Source records below:

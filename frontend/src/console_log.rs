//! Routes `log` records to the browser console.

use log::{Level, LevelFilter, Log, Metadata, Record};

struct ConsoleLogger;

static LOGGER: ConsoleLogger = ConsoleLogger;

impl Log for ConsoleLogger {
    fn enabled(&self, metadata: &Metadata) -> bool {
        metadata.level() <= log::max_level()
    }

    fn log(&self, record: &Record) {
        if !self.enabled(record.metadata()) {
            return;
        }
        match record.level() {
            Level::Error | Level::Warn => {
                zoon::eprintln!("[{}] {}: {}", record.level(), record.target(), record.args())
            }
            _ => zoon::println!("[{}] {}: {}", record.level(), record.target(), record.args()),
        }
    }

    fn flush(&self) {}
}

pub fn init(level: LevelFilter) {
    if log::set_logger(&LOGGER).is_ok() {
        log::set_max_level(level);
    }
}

End of Source records.
Source records below:

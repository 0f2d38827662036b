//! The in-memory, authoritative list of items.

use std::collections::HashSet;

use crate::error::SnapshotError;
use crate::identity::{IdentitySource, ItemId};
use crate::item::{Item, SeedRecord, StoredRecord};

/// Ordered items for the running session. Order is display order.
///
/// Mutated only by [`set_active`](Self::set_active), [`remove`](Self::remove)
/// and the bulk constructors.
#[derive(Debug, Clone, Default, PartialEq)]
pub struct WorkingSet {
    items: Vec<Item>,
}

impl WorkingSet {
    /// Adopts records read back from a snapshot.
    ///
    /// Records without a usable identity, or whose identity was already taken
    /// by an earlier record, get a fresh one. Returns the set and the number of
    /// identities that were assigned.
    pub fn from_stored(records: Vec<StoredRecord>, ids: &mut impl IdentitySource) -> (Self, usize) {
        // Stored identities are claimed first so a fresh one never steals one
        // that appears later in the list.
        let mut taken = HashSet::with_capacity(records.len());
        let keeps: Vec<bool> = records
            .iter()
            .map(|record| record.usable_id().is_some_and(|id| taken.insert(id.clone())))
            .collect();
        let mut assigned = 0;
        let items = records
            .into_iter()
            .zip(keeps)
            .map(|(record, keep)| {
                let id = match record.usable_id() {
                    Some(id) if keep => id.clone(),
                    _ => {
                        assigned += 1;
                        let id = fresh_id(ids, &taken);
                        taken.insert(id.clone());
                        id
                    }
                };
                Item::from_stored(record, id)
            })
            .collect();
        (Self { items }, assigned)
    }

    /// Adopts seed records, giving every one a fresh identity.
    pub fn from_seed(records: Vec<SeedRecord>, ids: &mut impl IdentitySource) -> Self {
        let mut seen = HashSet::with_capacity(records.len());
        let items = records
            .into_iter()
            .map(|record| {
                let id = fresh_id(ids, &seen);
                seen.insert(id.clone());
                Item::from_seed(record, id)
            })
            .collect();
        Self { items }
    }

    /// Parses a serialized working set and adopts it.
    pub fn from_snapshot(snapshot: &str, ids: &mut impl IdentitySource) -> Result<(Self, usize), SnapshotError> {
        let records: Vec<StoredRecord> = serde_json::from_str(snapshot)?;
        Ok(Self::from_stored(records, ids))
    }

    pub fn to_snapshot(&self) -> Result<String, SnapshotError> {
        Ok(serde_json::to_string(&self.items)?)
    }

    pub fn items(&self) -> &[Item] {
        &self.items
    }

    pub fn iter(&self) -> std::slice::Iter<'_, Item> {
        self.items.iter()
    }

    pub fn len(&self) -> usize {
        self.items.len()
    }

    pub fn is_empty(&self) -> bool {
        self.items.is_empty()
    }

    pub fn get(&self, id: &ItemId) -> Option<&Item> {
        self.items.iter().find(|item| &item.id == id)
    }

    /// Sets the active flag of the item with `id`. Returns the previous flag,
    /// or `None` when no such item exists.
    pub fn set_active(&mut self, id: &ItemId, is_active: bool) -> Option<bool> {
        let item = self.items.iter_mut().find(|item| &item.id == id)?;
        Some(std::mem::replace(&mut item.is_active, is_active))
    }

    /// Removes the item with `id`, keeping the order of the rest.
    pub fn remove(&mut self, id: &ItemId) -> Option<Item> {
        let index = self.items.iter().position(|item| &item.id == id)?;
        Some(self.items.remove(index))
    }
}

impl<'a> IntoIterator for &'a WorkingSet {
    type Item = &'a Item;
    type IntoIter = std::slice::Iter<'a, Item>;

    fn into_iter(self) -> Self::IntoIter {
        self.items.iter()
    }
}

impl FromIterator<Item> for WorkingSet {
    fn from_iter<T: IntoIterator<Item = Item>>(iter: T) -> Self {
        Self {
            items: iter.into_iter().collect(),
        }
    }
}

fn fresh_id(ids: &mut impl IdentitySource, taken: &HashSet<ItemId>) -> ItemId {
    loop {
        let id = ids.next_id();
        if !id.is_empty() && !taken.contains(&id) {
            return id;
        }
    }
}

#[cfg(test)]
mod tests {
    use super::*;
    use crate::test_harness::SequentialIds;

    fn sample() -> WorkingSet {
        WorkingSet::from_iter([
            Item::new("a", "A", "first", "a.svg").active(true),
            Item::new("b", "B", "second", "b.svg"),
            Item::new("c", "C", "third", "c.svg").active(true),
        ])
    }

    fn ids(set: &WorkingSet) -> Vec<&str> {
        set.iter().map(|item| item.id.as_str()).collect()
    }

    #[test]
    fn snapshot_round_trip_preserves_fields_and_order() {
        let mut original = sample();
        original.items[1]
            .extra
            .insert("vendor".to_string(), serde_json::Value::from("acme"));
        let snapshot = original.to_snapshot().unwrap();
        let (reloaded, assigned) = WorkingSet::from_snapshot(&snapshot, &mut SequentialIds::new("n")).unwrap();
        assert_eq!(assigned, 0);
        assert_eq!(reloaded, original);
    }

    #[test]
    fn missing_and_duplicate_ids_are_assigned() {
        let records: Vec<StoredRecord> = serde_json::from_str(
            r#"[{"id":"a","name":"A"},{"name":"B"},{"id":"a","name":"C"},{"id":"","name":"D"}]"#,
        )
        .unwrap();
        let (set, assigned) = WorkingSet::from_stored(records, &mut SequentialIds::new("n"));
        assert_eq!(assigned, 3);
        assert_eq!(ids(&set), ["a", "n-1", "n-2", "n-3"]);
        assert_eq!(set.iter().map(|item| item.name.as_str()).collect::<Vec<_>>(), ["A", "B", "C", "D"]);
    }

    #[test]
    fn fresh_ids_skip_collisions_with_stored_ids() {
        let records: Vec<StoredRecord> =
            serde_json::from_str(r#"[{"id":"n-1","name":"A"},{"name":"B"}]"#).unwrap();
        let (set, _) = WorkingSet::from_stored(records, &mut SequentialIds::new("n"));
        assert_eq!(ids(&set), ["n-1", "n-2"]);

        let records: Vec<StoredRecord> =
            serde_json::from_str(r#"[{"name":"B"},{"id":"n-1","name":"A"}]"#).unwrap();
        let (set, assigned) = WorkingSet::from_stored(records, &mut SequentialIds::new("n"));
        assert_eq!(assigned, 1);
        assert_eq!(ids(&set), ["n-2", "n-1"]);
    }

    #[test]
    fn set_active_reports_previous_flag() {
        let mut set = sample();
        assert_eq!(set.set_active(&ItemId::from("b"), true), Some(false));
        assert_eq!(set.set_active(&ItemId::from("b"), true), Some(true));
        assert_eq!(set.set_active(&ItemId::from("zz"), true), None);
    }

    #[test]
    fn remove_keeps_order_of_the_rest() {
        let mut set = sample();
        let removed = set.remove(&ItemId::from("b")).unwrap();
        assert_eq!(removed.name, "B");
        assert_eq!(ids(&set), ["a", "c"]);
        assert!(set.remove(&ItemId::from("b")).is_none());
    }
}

End of Source records.

Work request: Restate word for word the lines in the material above from the one with "filename frontend/src/console_log.rs" to the one with "fn enabled(&self, metadata: &Metadata)"; both of those lines count, and nothing else does.

Written response:
filename frontend/src/console_log.rs
//! Routes `log` records to the browser console.

use log::{Level, LevelFilter, Log, Metadata, Record};

struct ConsoleLogger;

static LOGGER: ConsoleLogger = ConsoleLogger;

impl Log for ConsoleLogger {
    fn enabled(&self, metadata: &Metadata) -> bool {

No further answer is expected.